41

2K 226 2
                                    

Sampai di rumah sakit, Laras dan Arya langsung bertemu dengan Rita, istri Daffa, yang sedang hamil besar. Perempuan mungil yang tampak sedang mencoba tegar itu menjelaskan kondisi Daffa yang mengalami patah tulang di bagian lengan serta beberapa luka ringan di bagian tubuh lainnya setelah kecelakaan naas itu terjadi. Bekerja secara langsung ke lapangan di sebuah konstruksi pembangunan, tentu resiko keselamatan juga tidak bisa dipastikan kapan akan terjadi. Asuransi kecelakaan kerja sudah diklaim dan sekarang sedang diproses.

"Maaf, banget, saya jadi ngerepotin sampe dateng ke sini. Saya panik padahal semua baik-baik aja," ujar Rita setelah mendengar penjelasan dokter yang baru saja keluar dari kamar rawat inap Daffa bahwa lelaki itu akan segera sadar.

Laras meraih kedua tangan Rita yang kini duduk di sampingnya itu. "Nggak apa-apa. Kami juga jadi lega kalau ternyata kondisi Daffa baik-baik aja."

"Makasih banyak, ya, Mas Arya sama Mbak-" ucap Rita yang kemudian tampak menanyakan nama Laras.

"Saya Laras," balas Laras dengan senyum.

Kemudian Laras membawa Rita duduk di sebuah kursi panjang yang tersedia di luar kamar inap Daffa. Untuk mencairkan suasana, Laras pun bertanya, "Rita hamil berapa bulan?"

"Enam bulan, Mbak," balas Rita.

"Laki-laki atau perempuan?" tanya Laras lagi.

"Insyaallah, laki-laki, Mbak," balas Rita mengelus perutnya lembut.

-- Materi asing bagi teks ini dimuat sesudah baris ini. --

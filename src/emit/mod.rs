//! Ordered emission to the downstream delivery channel
//!
//! Every envelope carries a deterministic group key; the channel guarantees
//! per-group submission order and nothing across groups. Child record types
//! serialize behind their logical parent via a plain per-table routing map
//! with no reflection and nothing hidden in a proxy.

use crate::model::{ChangeRecord, EntityKind, Operation};
use crate::resolver::FetchRequester;
use async_trait::async_trait;
use serde::{Deserialize, Serialize};
use std::collections::BTreeMap;
use std::io::Write;
use std::sync::{Arc, Mutex};
use thiserror::Error;
use tracing::debug;

/// Errors from emission.
#[derive(Debug, Error)]
pub enum EmitError {
    #[error("delivery channel error: {0}")]
    Channel(String),

    #[error("serialization error: {0}")]
    Serialization(#[from] serde_json::Error),
}

/// One message bound for the downstream channel.
#[derive(Debug, Clone, PartialEq, Serialize, Deserialize)]
pub struct DeliveryEnvelope {
    /// Ordering partition key: `<schema>_<routedTable>_<routedId>`.
    #[serde(rename = "groupKey")]
    pub group_key: String,
    /// Deduplication id, set only on request-for-missing-data envelopes.
    #[serde(rename = "dedupKey", skip_serializing_if = "Option::is_none", default)]
    pub dedup_key: Option<String>,
    pub payload: ChangeRecord,
}

/// Per-table routing: which parent a record must serialize behind.
///
/// Default (no entry) routes a record under its own table and id. A child
/// whose parent-id field is absent falls back to its own key, degrading to
/// per-record ordering rather than dropping the envelope.
fn route(record: &ChangeRecord) -> (EntityKind, String) {
    let parent = |field: &str, table: EntityKind| {
        let id = record
            .field_nonblank(field)
            .unwrap_or(record.key.as_str())
            .to_string();
        (table, id)
    };

    match record.entity {
        EntityKind::ConditionsOfJoining | EntityKind::CurriculumMembership => {
            parent("programmeMembershipUuid", EntityKind::ProgrammeMembership)
        }
        EntityKind::PlacementSite | EntityKind::PlacementSpecialty => {
            parent("placementId", EntityKind::Placement)
        }
        EntityKind::PostSpecialty => parent("postId", EntityKind::Post),
        other => (other, record.key.clone()),
    }
}

/// Compute a record's ordering partition key.
pub fn group_key(record: &ChangeRecord) -> String {
    let (table, id) = route(record);
    format!("{}_{}_{}", record.schema, table, id)
}

/// The seam to the downstream ordered channel.
///
/// Implementations must deliver envelopes sharing a group key in
/// submission order. No in-process retry: delivery failures surface to the
/// caller, and redelivery is the inbound queue's concern.
#[async_trait]
pub trait DeliveryChannel: Send + Sync {
    async fn deliver(&self, envelope: DeliveryEnvelope) -> Result<(), EmitError>;
}

/// Publishes enriched/aggregated records with per-entity ordering.
#[derive(Clone)]
pub struct OrderedEmitter {
    channel: Arc<dyn DeliveryChannel>,
}

impl OrderedEmitter {
    pub fn new(channel: Arc<dyn DeliveryChannel>) -> Self {
        Self { channel }
    }

    /// Emit one record under its routed group key.
    pub async fn emit(&self, record: ChangeRecord) -> Result<(), EmitError> {
        let envelope = DeliveryEnvelope {
            group_key: group_key(&record),
            dedup_key: None,
            payload: record,
        };
        debug!(group_key = %envelope.group_key, "emitting");
        self.channel.deliver(envelope).await
    }
}

/// Issues fetch requests as deduplicated envelopes on a delivery channel.
///
/// The payload is a lookup-operation record carrying only the id; the
/// dedup key lets the queue collapse duplicates that race past the
/// in-process suppression window.
pub struct ChannelRequester {
    schema: String,
    channel: Arc<dyn DeliveryChannel>,
}

impl ChannelRequester {
    pub fn new(schema: impl Into<String>, channel: Arc<dyn DeliveryChannel>) -> Self {
        Self {
            schema: schema.into(),
            channel,
        }
    }
}

#[async_trait]
impl FetchRequester for ChannelRequester {
    async fn request(&self, entity: EntityKind, key: &str) -> Result<(), String> {
        let payload = ChangeRecord::new(
            self.schema.clone(),
            entity,
            Operation::Lookup,
            key,
            BTreeMap::new(),
        );
        let envelope = DeliveryEnvelope {
            group_key: format!("{}_request_{}_{}", self.schema, entity, key),
            dedup_key: Some(format!("{}::{}::request", entity, key)),
            payload,
        };
        self.channel
            .deliver(envelope)
            .await
            .map_err(|e| e.to_string())
    }
}

/// In-memory channel that records deliveries in submission order.
///
/// Used by tests and by anything that wants to inspect the outbound
/// stream without a real queue.
#[derive(Default)]
pub struct MemoryChannel {
    delivered: Mutex<Vec<DeliveryEnvelope>>,
}

impl MemoryChannel {
    pub fn new() -> Arc<Self> {
        Arc::new(Self::default())
    }

    /// Everything delivered so far, in submission order.
    pub fn delivered(&self) -> Vec<DeliveryEnvelope> {
        self.delivered.lock().unwrap().clone()
    }

    /// Envelopes for one group key, in submission order.
    pub fn group(&self, group_key: &str) -> Vec<DeliveryEnvelope> {
        self.delivered
            .lock()
            .unwrap()
            .iter()
            .filter(|e| e.group_key == group_key)
            .cloned()
            .collect()
    }

    /// The request-for-missing-data envelopes only.
    pub fn requests(&self) -> Vec<DeliveryEnvelope> {
        self.delivered
            .lock()
            .unwrap()
            .iter()
            .filter(|e| e.dedup_key.is_some())
            .cloned()
            .collect()
    }
}

#[async_trait]
impl DeliveryChannel for MemoryChannel {
    async fn deliver(&self, envelope: DeliveryEnvelope) -> Result<(), EmitError> {
        self.delivered.lock().unwrap().push(envelope);
        Ok(())
    }
}

/// Channel writing envelopes as newline-delimited JSON to a writer.
///
/// The single writer lock serializes all groups, which trivially
/// preserves per-group submission order.
pub struct WriterChannel<W: Write + Send> {
    writer: Mutex<W>,
}

impl<W: Write + Send> WriterChannel<W> {
    pub fn new(writer: W) -> Self {
        Self {
            writer: Mutex::new(writer),
        }
    }
}

#[async_trait]
impl<W: Write + Send> DeliveryChannel for WriterChannel<W> {
    async fn deliver(&self, envelope: DeliveryEnvelope) -> Result<(), EmitError> {
        let line = serde_json::to_string(&envelope)?;
        let mut writer = self.writer.lock().unwrap();
        writeln!(writer, "{}", line).map_err(|e| EmitError::Channel(e.to_string()))?;
        writer
            .flush()
            .map_err(|e| EmitError::Channel(e.to_string()))
    }
}

#[cfg(test)]
mod tests {
    use super::*;
    use crate::testutil::record;

    #[test]
    fn default_routing_uses_own_table_and_id() {
        let trust = record(EntityKind::Trust, "T1", &[]);
        assert_eq!(group_key(&trust), "tcs_Trust_T1");
    }

    #[test]
    fn children_serialize_behind_their_parent() {
        let uuid = "1b9d6bcd-bbfd-4b2d-9b5d-ab8dfbbd4bed";
        let coj = record(
            EntityKind::ConditionsOfJoining,
            "CJ1",
            &[("programmeMembershipUuid", uuid)],
        );
        assert_eq!(
            group_key(&coj),
            format!("tcs_ProgrammeMembership_{}", uuid)
        );

        let cm = record(
            EntityKind::CurriculumMembership,
            "10,11",
            &[("programmeMembershipUuid", uuid)],
        );
        assert_eq!(
            group_key(&cm),
            format!("tcs_ProgrammeMembership_{}", uuid)
        );

        let ps = record(EntityKind::PlacementSite, "PS1", &[("placementId", "PL7")]);
        assert_eq!(group_key(&ps), "tcs_Placement_PL7");

        let posts = record(EntityKind::PostSpecialty, "X1", &[("postId", "P2")]);
        assert_eq!(group_key(&posts), "tcs_Post_P2");
    }

    #[test]
    fn child_without_parent_id_falls_back_to_own_key() {
        let orphan = record(EntityKind::PlacementSpecialty, "PSP1", &[]);
        assert_eq!(group_key(&orphan), "tcs_Placement_PSP1");
    }

    #[tokio::test]
    async fn emitter_preserves_submission_order_per_group() {
        let channel = MemoryChannel::new();
        let emitter = OrderedEmitter::new(channel.clone());

        for n in 0..3 {
            let r = record(EntityKind::Placement, "PL1", &[("seq", &n.to_string())]);
            emitter.emit(r).await.unwrap();
        }
        emitter
            .emit(record(EntityKind::Placement, "PL2", &[]))
            .await
            .unwrap();

        let group = channel.group("tcs_Placement_PL1");
        let seqs: Vec<_> = group
            .iter()
            .map(|e| e.payload.field("seq").unwrap().to_string())
            .collect();
        assert_eq!(seqs, vec!["0", "1", "2"]);
        assert_eq!(channel.group("tcs_Placement_PL2").len(), 1);
    }

    #[tokio::test]
    async fn requester_envelopes_carry_dedup_key() {
        let channel = MemoryChannel::new();
        let requester = ChannelRequester::new("tcs", channel.clone());

        requester
            .request(EntityKind::Trust, "T9")
            .await
            .unwrap();

        let requests = channel.requests();
        assert_eq!(requests.len(), 1);
        assert_eq!(requests[0].dedup_key.as_deref(), Some("Trust::T9::request"));
        assert_eq!(requests[0].group_key, "tcs_request_Trust_T9");
        assert_eq!(requests[0].payload.operation, Operation::Lookup);
        assert_eq!(requests[0].payload.key, "T9");
    }

    #[tokio::test]
    async fn writer_channel_emits_ndjson() {
        let buffer: Vec<u8> = Vec::new();
        let channel = WriterChannel::new(buffer);
        let envelope = DeliveryEnvelope {
            group_key: "tcs_Trust_T1".to_string(),
            dedup_key: None,
            payload: record(EntityKind::Trust, "T1", &[("name", "Mercia")]),
        };
        channel.deliver(envelope.clone()).await.unwrap();

        let written = channel.writer.into_inner().unwrap();
        let line = String::from_utf8(written).unwrap();
        let parsed: DeliveryEnvelope = serde_json::from_str(line.trim()).unwrap();
        assert_eq!(parsed.group_key, envelope.group_key);
        assert_eq!(parsed.payload.field("name"), Some("Mercia"));
    }
}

"Semoga jadi laki-laki yang kuat kayak ayahnya, ya," ucap Laras menatap perut Rita yang besar itu.

Sedikit Laras ketahui, Daffa yang tampak ceria itu ternyata banyak menyimpan lukanya sendirian. Lelaki yang tampak sangat menikmati hidupnya itu tumbuh besar di keluarga yang berantakan. Lelucon yang Daffa sering lontarkan semasa sekolah hanyalah topeng untuk menutupi kehidupannya yang kacau di rumah.

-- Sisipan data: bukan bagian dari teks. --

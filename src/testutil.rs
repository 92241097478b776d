//! Shared test fixtures

use crate::model::{ChangeRecord, EntityKind, Operation};
use crate::resolver::{FetchRequester, ReferenceResolver};
use crate::store::{OpenStore, RecordStore, SqliteStore};
use async_trait::async_trait;
use std::collections::BTreeMap;
use std::sync::{Arc, Mutex};
use std::time::Duration;

/// Requester that records every fetch request it receives.
pub(crate) struct RecordingRequester {
    pub requests: Mutex<Vec<(EntityKind, String)>>,
    fail: bool,
}

impl RecordingRequester {
    pub(crate) fn new() -> Arc<Self> {
        Arc::new(Self {
            requests: Mutex::new(Vec::new()),
            fail: false,
        })
    }

    pub(crate) fn failing() -> Arc<Self> {
        Arc::new(Self {
            requests: Mutex::new(Vec::new()),
            fail: true,
        })
    }

    pub(crate) fn count(&self) -> usize {
        self.requests.lock().unwrap().len()
    }
}

#[async_trait]
impl FetchRequester for RecordingRequester {
    async fn request(&self, entity: EntityKind, key: &str) -> Result<(), String> {
        if self.fail {
            return Err("queue unreachable".to_string());
        }
        self.requests
            .lock()
            .unwrap()
            .push((entity, key.to_string()));
        Ok(())
    }
}

/// A stored-snapshot record with the given fields.
pub(crate) fn record(entity: EntityKind, key: &str, fields: &[(&str, &str)]) -> ChangeRecord {
    let mut r = ChangeRecord::new("tcs", entity, Operation::Load, key, BTreeMap::new());
    for (name, value) in fields {
        r.set_field(*name, *value);
    }
    r
}

/// In-memory store seeded with the given records.
pub(crate) fn store_with(records: &[ChangeRecord]) -> Arc<SqliteStore> {
    let store = Arc::new(SqliteStore::open_in_memory().unwrap());
    for r in records {
        store.upsert(r).unwrap();
    }
    store
}

/// Store + resolver + recording requester wired together with a long TTL.
pub(crate) fn pipeline(
    records: &[ChangeRecord],
) -> (Arc<SqliteStore>, Arc<ReferenceResolver>, Arc<RecordingRequester>) {
    let store = store_with(records);
    let requester = RecordingRequester::new();
    let resolver = Arc::new(ReferenceResolver::new(
        store.clone(),
        Duration::from_secs(300),
        requester.clone(),
    ));
    (store, resolver, requester)
}
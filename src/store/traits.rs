//! Storage trait definitions

use crate::model::{ChangeRecord, EntityKind};
use std::path::Path;
use thiserror::Error;

/// Errors that can occur during store operations
#[derive(Debug, Error)]
pub enum StoreError {
    #[error("Database error: {0}")]
    Database(#[from] rusqlite::Error),

    #[error("Serialization error: {0}")]
    Serialization(#[from] serde_json::Error),

    #[error("IO error: {0}")]
    Io(#[from] std::io::Error),
}

/// Result type for store operations
pub type StoreResult<T> = Result<T, StoreError>;

/// Per-entity-type persistent key-value storage for change records.
///
/// All mutations are single-key upserts/deletes; there are no multi-key
/// transactions. Implementations must be thread-safe (Send + Sync) to
/// support concurrent pipeline tasks.
pub trait RecordStore: Send + Sync {
    /// Insert or replace the stored row for the record's key.
    fn upsert(&self, record: &ChangeRecord) -> StoreResult<()>;

    /// Load the stored row for a key, if any.
    fn get(&self, entity: EntityKind, key: &str) -> StoreResult<Option<ChangeRecord>>;

    /// Delete the stored row for a key. Returns true if a row existed.
    fn delete(&self, entity: EntityKind, key: &str) -> StoreResult<bool>;

    /// Rows of one entity type whose named field equals `value`.
    fn find_by_field(
        &self,
        entity: EntityKind,
        field: &str,
        value: &str,
    ) -> StoreResult<Vec<ChangeRecord>>;

    /// Rows of one entity type matching every `(field, value)` criterion.
    ///
    /// A criterion value of `""` also matches rows where the field is
    /// absent; similarity grouping treats missing and empty as equal.
    fn find_by_fields(
        &self,
        entity: EntityKind,
        criteria: &[(&str, &str)],
    ) -> StoreResult<Vec<ChangeRecord>>;

    /// Number of stored rows for an entity type.
    fn count(&self, entity: EntityKind) -> StoreResult<usize>;
}

/// Extension trait for opening stores from paths
pub trait OpenStore: RecordStore + Sized {
    /// Open or create a store at the given path
    fn open(path: impl AsRef<Path>) -> StoreResult<Self>;

    /// Create an in-memory store (useful for testing)
    fn open_in_memory() -> StoreResult<Self>;
}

"Loh, Mbak Laras kenal juga sama Mas Daffa?" tanya Rita.

Laras tersenyum kemudian mengangguk pelan, "Iya, saya juga temen satu SMP-nya Daffa."

"Wah, bisa kebetulan Mbak Laras lagi bareng sama Mas Arya," ujar Rita.

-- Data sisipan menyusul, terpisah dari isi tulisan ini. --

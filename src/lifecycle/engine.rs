//! Rotation and compression cycles over a category tree.

use std::path::{Path, PathBuf};
use std::sync::Arc;
use std::time::Instant;

use log::{debug, info, warn};

use crate::clock::{Clock, SystemClock};
use crate::error::{IoContext, Result};
use crate::lifecycle::{
    cleanup, compress, rotate, CycleStats, FsMetadata, LogFile, LogState, MetadataSource,
    RetentionPolicy, SweepStats,
};

/// Category names managed when none are configured explicitly.
pub const DEFAULT_CATEGORIES: [&str; 6] = ["app", "auth", "chat", "error", "system", "websocket"];

/// Which subdirectories of the root are processed.
#[derive(Debug, Clone, PartialEq, Eq)]
pub enum Categories {
    /// A fixed set of names; missing directories are skipped.
    Fixed(Vec<String>),
    /// Every immediate subdirectory of the root.
    Discover,
}

impl Default for Categories {
    fn default() -> Self {
        Categories::Fixed(DEFAULT_CATEGORIES.iter().map(|c| c.to_string()).collect())
    }
}

/// Configuration for the lifecycle engine.
#[derive(Debug, Clone)]
pub struct EngineConfig {
    /// Root directory holding one subdirectory per category.
    pub root: PathBuf,

    /// Rotation and deletion thresholds.
    pub policy: RetentionPolicy,

    /// Categories to process.
    pub categories: Categories,

    /// When false, rotation cycles are skipped entirely.
    pub rotation_enabled: bool,
}

impl EngineConfig {
    pub fn new(root: impl Into<PathBuf>, policy: RetentionPolicy) -> Self {
        Self {
            root: root.into(),
            policy,
            categories: Categories::default(),
            rotation_enabled: true,
        }
    }
}

/// Drives `Active -> Rotated -> Compressed` for every log under the root, and
/// the retention sweep over the whole tree.
pub struct LifecycleEngine {
    config: EngineConfig,
    metadata: Box<dyn MetadataSource>,
    clock: Arc<dyn Clock>,
}

impl LifecycleEngine {
    pub fn new(config: EngineConfig) -> Self {
        Self {
            config,
            metadata: Box::new(FsMetadata),
            clock: Arc::new(SystemClock),
        }
    }

    /// Replace the metadata source used for policy decisions.
    pub fn with_metadata(mut self, metadata: impl MetadataSource + 'static) -> Self {
        self.metadata = Box::new(metadata);
        self
    }

    pub fn with_clock(mut self, clock: Arc<dyn Clock>) -> Self {
        self.clock = clock;
        self
    }

    pub fn config(&self) -> &EngineConfig {
        &self.config
    }

    /// Run one rotation + compression cycle across all categories.
    ///
    /// Per-file failures are recorded in the returned stats and never abort
    /// the cycle.
    pub fn run_once(&self) -> CycleStats {
        let start = Instant::now();
        let mut stats = CycleStats::new();

        if !self.config.rotation_enabled {
            debug!("Log rotation is disabled");
            return stats;
        }

        info!("Starting log processing cycle");
        match self.category_dirs() {
            Ok(dirs) => {
                for dir in dirs {
                    if let Err(err) = self.process_category(&dir, &mut stats) {
                        warn!("Error processing category {}: {}", dir.display(), err);
                        stats.record_error(err.to_string());
                    }
                }
            }
            Err(err) => {
                warn!("Cannot list categories under {}: {}", self.config.root.display(), err);
                stats.record_error(err.to_string());
            }
        }

        stats.duration = start.elapsed();
        info!("Log processing cycle completed - {}", stats.summary());
        stats
    }

    /// Run the retention sweep over the whole root.
    pub fn sweep(&self) -> SweepStats {
        info!(
            "Starting cleanup of files older than {} days",
            self.config.policy.cleanup_max_age.as_secs() / 86_400
        );
        cleanup::sweep(
            &self.config.root,
            &self.config.policy,
            self.clock.now(),
            self.metadata.as_ref(),
        )
    }

    /// Category directories that exist right now.
    pub fn category_dirs(&self) -> Result<Vec<PathBuf>> {
        let root = &self.config.root;
        if !root.exists() {
            warn!("Log directory does not exist: {}", root.display());
            return Ok(Vec::new());
        }

        let mut dirs = match &self.config.categories {
            Categories::Fixed(names) => names
                .iter()
                .map(|name| root.join(name))
                .filter(|dir| {
                    let exists = dir.is_dir();
                    if !exists {
                        debug!("Category directory does not exist: {}", dir.display());
                    }
                    exists
                })
                .collect(),
            Categories::Discover => {
                let mut dirs = Vec::new();
                for entry in std::fs::read_dir(root).at(root)? {
                    let entry = entry.at(root)?;
                    if entry.file_type().at(&entry.path())?.is_dir() {
                        dirs.push(entry.path());
                    }
                }
                dirs
            }
        };
        dirs.sort();
        Ok(dirs)
    }

    /// Rotate and compress the logs of one category directory.
    fn process_category(&self, dir: &Path, stats: &mut CycleStats) -> Result<()> {
        let mut logs = Vec::new();
        for entry in std::fs::read_dir(dir).at(dir)? {
            let entry = entry.at(dir)?;
            let path = entry.path();
            if path.extension().and_then(|e| e.to_str()) == Some("log") {
                logs.push(path);
            }
        }
        logs.sort();

        for path in logs {
            stats.scanned_count += 1;
            if let Err(err) = self.process_file(&path, stats) {
                if err.is_not_found() {
                    debug!("{} vanished before it could be processed", path.display());
                    continue;
                }
                warn!("Error processing log file {}: {}", path.display(), err);
                stats.record_error(format!("{}: {}", path.display(), err));
            }
        }
        Ok(())
    }

    fn process_file(&self, path: &Path, stats: &mut CycleStats) -> Result<()> {
        let Some(file) = LogFile::probe(self.metadata.as_ref(), path)? else {
            return Ok(());
        };

        let rotated = match file.state {
            LogState::Active => {
                if !self.config.policy.should_rotate(&file, self.clock.now()) {
                    return Ok(());
                }
                debug!(
                    "{} due for rotation ({:.2}MB, modified {:?} ago)",
                    file.file_name(),
                    file.size_mb(),
                    file.age_at(self.clock.now())
                );
                let rotated = rotate(&file.path, self.clock.now())?;
                stats.record_rotation();
                rotated
            }
            // left behind by an earlier failed or interrupted cycle
            LogState::Rotated => file.path.clone(),
            _ => return Ok(()),
        };

        match compress(&rotated) {
            Ok(artifact) => {
                stats.record_compression(artifact.original_size, artifact.compressed_size);
                Ok(())
            }
            Err(err) => {
                warn!("Failed to compress rotated file {}: {}", rotated.display(), err);
                Err(err)
            }
        }
    }
}

#[cfg(test)]
mod tests {
    use super::*;
    use crate::clock::ManualClock;
    use crate::error::Error;
    use crate::lifecycle::FileStat;
    use std::collections::HashMap;
    use std::sync::Mutex;
    use std::time::{Duration, SystemTime};
    use tempfile::TempDir;

    /// Reports canned sizes for chosen file names, falling back to disk.
    struct FakeMetadata {
        sizes: Mutex<HashMap<String, u64>>,
    }

    impl FakeMetadata {
        fn with_size(name: &str, size: u64) -> Self {
            let mut sizes = HashMap::new();
            sizes.insert(name.to_string(), size);
            Self {
                sizes: Mutex::new(sizes),
            }
        }
    }

    impl MetadataSource for FakeMetadata {
        fn stat(&self, path: &Path) -> Result<FileStat> {
            let real = FsMetadata.stat(path)?;
            let name = path.file_name().unwrap().to_string_lossy().into_owned();
            let size = self.sizes.lock().unwrap().get(&name).copied();
            Ok(FileStat {
                size_bytes: size.unwrap_or(real.size_bytes),
                modified_at: real.modified_at,
            })
        }
    }

    fn engine(root: &Path) -> LifecycleEngine {
        LifecycleEngine::new(EngineConfig::new(root, RetentionPolicy::new(3, 50, 7).unwrap()))
    }

    #[test]
    fn test_oversized_log_rotated_and_compressed() {
        let temp_dir = TempDir::new().unwrap();
        let app = temp_dir.path().join("app");
        std::fs::create_dir_all(&app).unwrap();
        std::fs::write(app.join("app.log"), b"hello\n").unwrap();

        let engine = engine(temp_dir.path())
            .with_metadata(FakeMetadata::with_size("app.log", 60 * 1024 * 1024));
        let stats = engine.run_once();

        assert_eq!(stats.rotated_count, 1);
        assert_eq!(stats.compressed_count, 1);
        assert!(!stats.has_errors());
        assert!(!app.join("app.log").exists());

        let names: Vec<String> = std::fs::read_dir(&app)
            .unwrap()
            .map(|e| e.unwrap().file_name().to_string_lossy().into_owned())
            .collect();
        assert_eq!(names.len(), 1);
        assert!(names[0].starts_with("app_") && names[0].ends_with(".log.gz"), "{names:?}");
    }

    #[test]
    fn test_small_fresh_log_left_alone() {
        let temp_dir = TempDir::new().unwrap();
        let app = temp_dir.path().join("app");
        std::fs::create_dir_all(&app).unwrap();
        std::fs::write(app.join("app.log"), b"hello\n").unwrap();

        let stats = engine(temp_dir.path()).run_once();

        assert_eq!(stats.scanned_count, 1);
        assert_eq!(stats.rotated_count, 0);
        assert!(app.join("app.log").exists());
    }

    #[test]
    fn test_old_log_rotated_by_age() {
        let temp_dir = TempDir::new().unwrap();
        let auth = temp_dir.path().join("auth");
        std::fs::create_dir_all(&auth).unwrap();
        std::fs::write(auth.join("auth.log"), b"login\n").unwrap();

        // four days in the future, the file is past the three-day age limit
        let clock = Arc::new(ManualClock::new(SystemTime::now() + Duration::from_secs(4 * 86_400)));
        let stats = engine(temp_dir.path()).with_clock(clock).run_once();

        assert_eq!(stats.rotated_count, 1);
        assert!(!auth.join("auth.log").exists());
    }

    #[test]
    fn test_leftover_rotated_file_is_compressed() {
        let temp_dir = TempDir::new().unwrap();
        let chat = temp_dir.path().join("chat");
        std::fs::create_dir_all(&chat).unwrap();
        std::fs::write(chat.join("chat_20240105_103000.log"), b"msg\n").unwrap();

        let stats = engine(temp_dir.path()).run_once();

        assert_eq!(stats.rotated_count, 0);
        assert_eq!(stats.compressed_count, 1);
        assert!(chat.join("chat_20240105_103000.log.gz").exists());
        assert!(!chat.join("chat_20240105_103000.log").exists());
    }

    #[test]
    fn test_rotation_disabled_touches_nothing() {
        let temp_dir = TempDir::new().unwrap();
        let chat = temp_dir.path().join("chat");
        std::fs::create_dir_all(&chat).unwrap();
        std::fs::write(chat.join("chat_20240105_103000.log"), b"msg\n").unwrap();

        let mut config = EngineConfig::new(temp_dir.path(), RetentionPolicy::default());
        config.rotation_enabled = false;
        let stats = LifecycleEngine::new(config).run_once();

        assert_eq!(stats.scanned_count, 0);
        assert!(chat.join("chat_20240105_103000.log").exists());
    }

    #[test]
    fn test_fixed_categories_ignore_other_dirs() -> std::result::Result<(), Error> {
        let temp_dir = TempDir::new().unwrap();
        for dir in ["app", "billing", "chat"] {
            std::fs::create_dir_all(temp_dir.path().join(dir)).unwrap();
        }

        let fixed = engine(temp_dir.path()).category_dirs()?;
        assert_eq!(
            fixed,
            vec![temp_dir.path().join("app"), temp_dir.path().join("chat")]
        );

        let mut config = EngineConfig::new(temp_dir.path(), RetentionPolicy::default());
        config.categories = Categories::Discover;
        let discovered = LifecycleEngine::new(config).category_dirs()?;
        assert_eq!(discovered.len(), 3);
        Ok(())
    }
}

Laras melirik sekilas pada Arya yang berdiri bersandar pada tembok di seberangnya. "Saya sama Arya satu kantor."

Arya tersenyum kecil ketika melihat interaksi di antara Laras dan Rita. Laras seakan tahu bagaimana mengatasi situasi seperti ini dengan baik. Obrolan kecil yang Laras bangun mampu membuat Rita yang sebelumnya tampak kalang kabut menjadi lebih tenang. Arya akui jika Laras mahir dalam memberikan rasa tenang kepada orang-orang di sekitarnya. Laras memang tampak abai dengan sekitarnya. Nemun sebenarnya, perempuan itu sangatlah peduli. Semua itu bergantung dengan sejauh apa mengenal Laras. Semakin dekat dengan Laras melalui obrolan-obrolan ringan yang berujung membuat otakanya berpikir keras, Arya perlahan mulai merasakan kepedulian perempuan itu.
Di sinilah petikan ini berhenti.